The story was originally published in Spanish in Borges' 1941 collection of stories El Jardín de senderos que se bifurcan (The Garden of Forking Paths). That entire book was, in turn, included within his much-reprinted Ficciones (1944). Two English-language translations appeared approximately simultaneously in 1962, one by James E. Irby in a diverse collection of Borges's works titled Labyrinths and the other by Anthony Kerrigan as part of a collaborative translation of the entirety of Ficciones.

Plot summary

Borges' narrator describes how his universe consists of an enormous expanse of adjacent hexagonal rooms, each of which contains the bare necessities for human survival—and four walls of bookshelves. Though the order and content of the books are random and apparently completely meaningless, the inhabitants believe that the books contain every possible ordering of just 25 basic characters (22 letters, the period, the comma, and space). Though the vast majority of the books in this universe are pure gibberish, the library also must contain, somewhere, every coherent book ever written, or that might ever be written, and every possible permutation or slightly erroneous version of every one of those books. The narrator notes that the library must contain all useful information, including predictions of the future, biographies of any person, and translations of every book in all languages. Conversely, for many of the texts, some language could be devised that would make it readable with any of a vast number of different contents.

Despite—indeed, because of—this glut of information, all books are totally useless to the reader, leaving the librarians in a state of suicidal despair. This leads some librarians to superstitious and cult-like behaviors, such as the "Purifiers", who arbitrarily destroy books they deem nonsense as they scour through the library seeking the "Crimson Hexagon" and its illustrated, magical books. Others believe that since all books exist in the library, somewhere one of the books must be a perfect index of the library's contents; some even believe that a messianic figure known as the "Man of the Book" has read it, and they travel through the library seeking him.

Themes

Borges in 1976

The story repeats the theme of Borges' 1939 essay "The Total Library" ("La Biblioteca total"), which in turn acknowledges the earlier development of this theme by Kurd Lasswitz in his 1901 story "The Universal Library" ("Die Universalbibliothek"):

Certain examples that Aristotle attributes to Democritus and Leucippus clearly prefigure it, but its belated inventor is Gustav Theodor Fechner, and its first exponent, Kurd Lasswitz. [...] In his book The Race with the Tortoise (Berlin, 1919), Dr Theodor Wolff suggests that it is a derivation from, or a parody of, Ramón Llull's thinking machine [...T]he elements of his game are the universal orthographic symbols, not the words of a language [...] Lasswitz arrives at twenty-five symbols (twenty-two letters, the space, the period, the comma), whose recombinations and repetitions encompass everything possible to express in all languages. The totality of such variations would form a Total Library of astronomical size. Lasswitz urges mankind to construct that inhuman library, which chance would organize and which would eliminate intelligence. (Wolff's The Race with the Tortoise expounds the execution and the dimensions of that impossible enterprise.)

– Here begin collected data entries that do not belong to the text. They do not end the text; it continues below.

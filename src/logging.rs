//! Tracing setup: console plus one log file per run

use anyhow::{Context, Result};
use tracing_appender::non_blocking::WorkerGuard;
use tracing_appender::rolling::{RollingFileAppender, Rotation};
use tracing_subscriber::{layer::SubscriberExt, util::SubscriberInitExt, EnvFilter};

use crate::paths::AppPaths;

/// Install the global subscriber.
///
/// `RUST_LOG` wins over `level`. The returned guard flushes the file writer
/// when dropped and must live until the process exits.
pub fn init(level: &str, paths: &AppPaths) -> Result<WorkerGuard> {
    let filter = EnvFilter::try_from_default_env().unwrap_or_else(|_| EnvFilter::new(level));

    let log_name = paths
        .log_file
        .strip_suffix(".log")
        .unwrap_or(&paths.log_file);
    let appender = RollingFileAppender::builder()
        .rotation(Rotation::NEVER)
        .filename_prefix(log_name)
        .filename_suffix("log")
        .build(&paths.logs_dir)
        .with_context(|| format!("Failed to create log file in {}", paths.logs_dir.display()))?;
    let (file_writer, guard) = tracing_appender::non_blocking(appender);

    tracing_subscriber::registry()
        .with(filter)
        .with(
            tracing_subscriber::fmt::layer()
                .with_target(false)
                .with_thread_ids(false)
                .with_thread_names(false),
        )
        .with(
            tracing_subscriber::fmt::layer()
                .with_ansi(false)
                .with_writer(file_writer),
        )
        .try_init()
        .context("Failed to install tracing subscriber")?;

    Ok(guard)
}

Many of Borges' signature motifs are featured in the story, including infinity, reality, cabalistic reasoning, and labyrinths. The concept of the library is often compared to Borel's dactylographic monkey theorem. There is no reference to monkeys or typewriters in "The Library of Babel", although Borges had mentioned that analogy in "The Total Library": "[A] half-dozen monkeys provided with typewriters would, in a few eternities, produce all the books in the British Museum." In this story, the closest equivalent is the line, "A blasphemous sect suggested [...] that all men should juggle letters and symbols until they constructed, by an improbable gift of chance, these canonical books."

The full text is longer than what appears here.